2

I'm creating a program that reads a scanned hand written document and coverts it to text. The recognized words must come from a dictionary of about 300 words that I create. As an example, if the hand written word is recognized as "heilo", but my dictionary only contains "hello" and "world", it should convert it to "hello". However, if it recognized it as "planet", it shouldn't match it to anything. I think a possible approach would be to create a score of how closely the recognized word matches each word in the dictionary. If it doesn't get a minimum score, then no match is found.

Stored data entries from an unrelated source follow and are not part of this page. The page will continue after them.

fn install_bigint(interp: &mut Interpreter) {
    let proto = interp.new_prototype("BigInt", ObjectKind::Ordinary);
    let ctor = install_constructor(interp, "BigInt", 1, proto, |interp, _, args| {
        if interp.is_constructing() {
            return Err(interp.type_error("BigInt is not a constructor"));
        }
        let prim = interp.to_primitive(arg(args, 0), crate::interpreter::ops::Hint::Number)?;
        match prim {
            Value::Number(n) => number_to_bigint(interp, n).map(Value::bigint),
            other => interp.to_bigint(&other).map(Value::bigint),
        }
    });
    interp.define_method(ctor, "asIntN", 2, |interp, _, args| {
        let bits = interp.to_integer(&arg(args, 0))?.max(0.0) as u32;
        let n = interp.to_bigint(&arg(args, 1))?;
        if bits == 0 {
            return Ok(Value::bigint(BigInt::zero()));
        }
        let modulus = BigInt::one() << bits;
        let mut r = ((n % &modulus) + &modulus) % &modulus;
        if r >= (BigInt::one() << (bits - 1)) {
            r -= modulus;
        }
        Ok(Value::bigint(r))
    });
    interp.define_method(ctor, "asUintN", 2, |interp, _, args| {
        let bits = interp.to_integer(&arg(args, 0))?.max(0.0) as u32;
        let n = interp.to_bigint(&arg(args, 1))?;
        let modulus = BigInt::one() << bits;
        Ok(Value::bigint(((n % &modulus) + &modulus) % &modulus))
    });
    interp.define_method(proto, "toString", 0, |interp, this, args| {
        let Value::BigInt(b) = this else {
            return Err(interp.type_error("BigInt.prototype.toString requires that 'this' be a BigInt"));
        };
        let radix = radix_argument(interp, &arg(args, 0))?;
        Ok(Value::string(b.to_str_radix(radix)))
    });
    interp.define_method(proto, "valueOf", 0, |interp, this, _| match this {
        Value::BigInt(_) => Ok(this),
        _ => Err(interp.type_error("BigInt.prototype.valueOf requires that 'this' be a BigInt")),
    });
    interp.define_method(proto, "toLocaleString", 0, |interp, this, _| match &this {
        Value::BigInt(b) => Ok(Value::string(b.to_string())),
        _ => Err(interp.type_error("BigInt.prototype.toLocaleString requires that 'this' be a BigInt")),
    });
}

fn install_symbol(interp: &mut Interpreter) {
    let proto = interp.new_prototype("Symbol", ObjectKind::Ordinary);
    let ctor = interp.native_function("Symbol", 0, |interp, _, args| {
        let description = match arg(args, 0) {
            Value::Undefined => None,
            v => Some(interp.to_string(&v)?),
        };
        Ok(Value::Symbol(interp.heap.new_symbol(description.as_deref())))
    });
    interp.define_value(ctor, "prototype", Value::Object(proto));
    interp.define_value(proto, "constructor", Value::Object(ctor));
    define_global(interp, "Symbol", Value::Object(ctor));

    let well_known = interp.well_known;
    for (name, id) in [
        ("iterator", well_known.iterator),
        ("asyncIterator", well_known.async_iterator),
        ("toStringTag", well_known.to_string_tag),
        ("hasInstance", well_known.has_instance),
    ] {
        define_constant(interp, ctor, name, Value::Symbol(id));
    }

    let registry: Rc<RefCell<HashMap<String, SymbolId>>> = Rc::default();
    let for_registry = registry.clone();
    interp.define_method(ctor, "for", 1, move |interp, _, args| {
        let key = interp.to_string(&arg(args, 0))?.to_string();
        if let Some(id) = for_registry.borrow().get(&key) {
            return Ok(Value::Symbol(*id));
        }
        let id = interp.heap.new_symbol(Some(&key));
        for_registry.borrow_mut().insert(key, id);
        Ok(Value::Symbol(id))
    });
    interp.define_method(ctor, "keyFor", 1, move |interp, _, args| {
        let Value::Symbol(id) = arg(args, 0) else {
            let shown = interp.heap.display_string(&arg(args, 0));
            return Err(interp.type_error(format!("{} is not a symbol", shown)));
        };
        let found = registry
            .borrow()
            .iter()
            .find(|(_, v)| **v == id)
            .map(|(k, _)| Value::string(k));
        Ok(found.unwrap_or(Value::Undefined))
    });

    interp.define_method(proto, "toString", 0, |interp, this, _| match this {
        Value::Symbol(id) => Ok(Value::string(interp.heap.key_display(&PropertyKey::Symbol(id)))),
        _ => Err(interp.type_error("Symbol.prototype.toString requires that 'this' be a Symbol")),
    });
    interp.define_method(proto, "valueOf", 0, |interp, this, _| match this {
        Value::Symbol(_) => Ok(this),
        _ => Err(interp.type_error("Symbol.prototype.valueOf requires that 'this' be a Symbol")),
    });
    interp.define_getter(proto, "description", |interp, this, _| match this {
        Value::Symbol(id) => Ok(interp
            .heap
            .symbol_description(id)
            .map(Value::string)
            .unwrap_or(Value::Undefined)),
        _ => Err(interp.type_error("Symbol.prototype.description requires that 'this' be a Symbol")),
    });
    let tag = well_known.to_string_tag;
    interp.heap.object_mut(proto).define(
        PropertyKey::Symbol(tag),
        runtime_heap::Property::data(Value::string("Symbol"), runtime_heap::Attributes::CONFIGURABLE),
    );
}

I'm writing the application in C#. Are there any libraries/examples available that be do something like this, or would I have to code everything from scratch?

Thanks

Kritz
  • 7,099
  • 12
  • 43
  • 73

4 Answers4

5

There is nothing in the standard libraries to compute the distance between words, but there are plenty of examples you can find on the internet: look up "edit distance" or "Levenshtein distance". The idea is to measure the similarity in terms of the number of changes to the first string in order to make it a second string. The distance between "heil" and "hello" is 2, because you need to replace "i" with "l" (first edit), and then append an "o" (the second edit).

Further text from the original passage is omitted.